-- What is being asked --
Would you count the lines in the entries below that contain "length"? Reply with the number only.

---------------

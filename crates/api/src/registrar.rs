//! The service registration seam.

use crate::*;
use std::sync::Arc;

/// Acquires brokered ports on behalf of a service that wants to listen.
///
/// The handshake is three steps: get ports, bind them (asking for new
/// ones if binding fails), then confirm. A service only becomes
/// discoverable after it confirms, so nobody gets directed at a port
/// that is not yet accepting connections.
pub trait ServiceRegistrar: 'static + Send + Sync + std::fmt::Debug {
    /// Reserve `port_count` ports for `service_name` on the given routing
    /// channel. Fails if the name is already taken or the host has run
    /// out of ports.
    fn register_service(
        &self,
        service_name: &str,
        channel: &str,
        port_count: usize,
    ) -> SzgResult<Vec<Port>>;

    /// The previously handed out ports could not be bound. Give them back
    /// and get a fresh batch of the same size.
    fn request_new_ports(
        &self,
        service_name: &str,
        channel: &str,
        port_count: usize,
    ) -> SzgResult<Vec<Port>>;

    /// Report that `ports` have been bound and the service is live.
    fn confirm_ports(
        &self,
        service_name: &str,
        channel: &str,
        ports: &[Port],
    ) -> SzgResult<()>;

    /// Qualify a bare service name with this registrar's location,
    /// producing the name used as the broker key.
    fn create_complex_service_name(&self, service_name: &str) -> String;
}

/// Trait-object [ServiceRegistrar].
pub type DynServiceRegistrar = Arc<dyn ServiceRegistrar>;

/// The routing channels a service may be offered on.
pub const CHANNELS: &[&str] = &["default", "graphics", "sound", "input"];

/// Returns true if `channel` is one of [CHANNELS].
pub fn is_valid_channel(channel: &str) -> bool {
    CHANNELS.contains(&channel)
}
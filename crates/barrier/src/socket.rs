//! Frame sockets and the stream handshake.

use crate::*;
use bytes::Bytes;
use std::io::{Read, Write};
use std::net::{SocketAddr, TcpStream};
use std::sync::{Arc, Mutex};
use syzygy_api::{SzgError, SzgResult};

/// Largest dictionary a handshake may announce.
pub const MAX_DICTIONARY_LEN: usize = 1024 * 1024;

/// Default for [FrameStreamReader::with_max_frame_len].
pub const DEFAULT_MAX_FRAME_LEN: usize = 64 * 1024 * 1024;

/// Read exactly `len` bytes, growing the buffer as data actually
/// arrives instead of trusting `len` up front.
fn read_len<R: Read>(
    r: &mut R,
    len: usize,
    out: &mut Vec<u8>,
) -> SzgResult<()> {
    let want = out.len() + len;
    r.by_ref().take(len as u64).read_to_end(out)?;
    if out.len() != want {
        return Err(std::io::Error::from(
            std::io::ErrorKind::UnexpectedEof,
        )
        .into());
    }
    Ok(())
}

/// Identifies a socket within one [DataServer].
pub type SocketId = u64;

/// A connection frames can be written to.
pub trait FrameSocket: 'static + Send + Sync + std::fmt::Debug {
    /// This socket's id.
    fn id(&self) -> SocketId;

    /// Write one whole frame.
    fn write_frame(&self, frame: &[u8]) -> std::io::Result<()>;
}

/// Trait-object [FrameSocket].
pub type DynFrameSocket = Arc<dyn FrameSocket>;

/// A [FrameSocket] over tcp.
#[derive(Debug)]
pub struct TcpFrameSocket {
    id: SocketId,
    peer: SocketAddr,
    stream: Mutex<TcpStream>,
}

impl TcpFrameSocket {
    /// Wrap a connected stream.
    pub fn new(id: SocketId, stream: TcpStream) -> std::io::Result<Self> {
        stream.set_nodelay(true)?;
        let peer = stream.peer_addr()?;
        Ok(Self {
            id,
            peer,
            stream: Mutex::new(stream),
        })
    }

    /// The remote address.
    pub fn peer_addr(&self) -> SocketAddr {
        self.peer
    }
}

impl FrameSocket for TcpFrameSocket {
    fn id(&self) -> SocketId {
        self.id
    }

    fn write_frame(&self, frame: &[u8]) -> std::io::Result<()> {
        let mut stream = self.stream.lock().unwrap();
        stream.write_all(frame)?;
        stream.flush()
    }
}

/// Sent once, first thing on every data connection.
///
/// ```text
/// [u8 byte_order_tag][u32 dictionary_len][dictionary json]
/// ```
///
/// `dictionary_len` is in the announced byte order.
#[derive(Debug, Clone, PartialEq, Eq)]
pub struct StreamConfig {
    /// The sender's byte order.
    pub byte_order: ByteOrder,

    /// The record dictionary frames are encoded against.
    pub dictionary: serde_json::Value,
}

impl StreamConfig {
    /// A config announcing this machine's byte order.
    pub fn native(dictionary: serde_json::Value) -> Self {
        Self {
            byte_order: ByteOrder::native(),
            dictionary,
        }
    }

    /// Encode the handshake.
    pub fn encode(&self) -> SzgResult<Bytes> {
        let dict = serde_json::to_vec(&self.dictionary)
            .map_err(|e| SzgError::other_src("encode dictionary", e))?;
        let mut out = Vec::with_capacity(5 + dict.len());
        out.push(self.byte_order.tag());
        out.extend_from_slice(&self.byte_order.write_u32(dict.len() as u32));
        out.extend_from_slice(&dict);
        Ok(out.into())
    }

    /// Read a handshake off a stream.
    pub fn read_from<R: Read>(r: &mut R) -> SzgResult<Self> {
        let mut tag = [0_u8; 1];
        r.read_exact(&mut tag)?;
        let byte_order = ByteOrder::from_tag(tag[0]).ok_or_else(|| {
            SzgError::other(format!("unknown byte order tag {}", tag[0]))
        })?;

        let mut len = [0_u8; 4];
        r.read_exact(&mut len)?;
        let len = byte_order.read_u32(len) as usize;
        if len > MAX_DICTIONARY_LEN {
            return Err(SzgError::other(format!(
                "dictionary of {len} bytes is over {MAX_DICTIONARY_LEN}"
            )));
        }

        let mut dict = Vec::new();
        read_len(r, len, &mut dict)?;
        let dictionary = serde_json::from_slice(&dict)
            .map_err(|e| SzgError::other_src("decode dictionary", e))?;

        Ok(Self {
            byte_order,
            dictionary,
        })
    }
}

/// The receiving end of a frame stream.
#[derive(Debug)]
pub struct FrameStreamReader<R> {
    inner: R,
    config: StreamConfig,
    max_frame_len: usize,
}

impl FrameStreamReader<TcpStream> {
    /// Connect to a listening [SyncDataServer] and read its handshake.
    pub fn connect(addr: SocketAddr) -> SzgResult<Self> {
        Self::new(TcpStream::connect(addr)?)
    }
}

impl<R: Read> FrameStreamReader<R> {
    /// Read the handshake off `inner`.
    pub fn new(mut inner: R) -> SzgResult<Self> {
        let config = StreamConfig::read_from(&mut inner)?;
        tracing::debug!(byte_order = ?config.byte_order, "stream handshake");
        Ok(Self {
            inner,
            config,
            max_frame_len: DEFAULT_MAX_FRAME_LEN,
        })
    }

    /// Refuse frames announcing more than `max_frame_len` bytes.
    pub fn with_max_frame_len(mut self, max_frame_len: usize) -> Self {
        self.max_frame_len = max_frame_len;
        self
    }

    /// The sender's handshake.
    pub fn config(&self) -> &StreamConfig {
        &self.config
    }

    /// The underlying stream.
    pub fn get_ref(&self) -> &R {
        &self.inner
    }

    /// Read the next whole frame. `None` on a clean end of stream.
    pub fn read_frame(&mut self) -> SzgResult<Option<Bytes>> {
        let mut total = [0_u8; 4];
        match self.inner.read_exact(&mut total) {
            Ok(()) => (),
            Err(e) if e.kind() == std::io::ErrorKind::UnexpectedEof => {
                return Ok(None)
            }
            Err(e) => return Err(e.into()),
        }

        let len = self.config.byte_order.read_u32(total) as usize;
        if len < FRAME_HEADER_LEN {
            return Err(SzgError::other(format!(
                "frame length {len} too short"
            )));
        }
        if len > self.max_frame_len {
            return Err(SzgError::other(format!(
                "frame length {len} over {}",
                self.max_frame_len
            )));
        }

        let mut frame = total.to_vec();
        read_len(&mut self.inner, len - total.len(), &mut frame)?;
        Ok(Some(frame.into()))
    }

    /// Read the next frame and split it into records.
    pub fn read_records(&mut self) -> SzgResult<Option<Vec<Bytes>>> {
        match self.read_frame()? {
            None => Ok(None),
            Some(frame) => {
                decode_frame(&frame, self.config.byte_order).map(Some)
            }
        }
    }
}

---------------

-- Task output --
2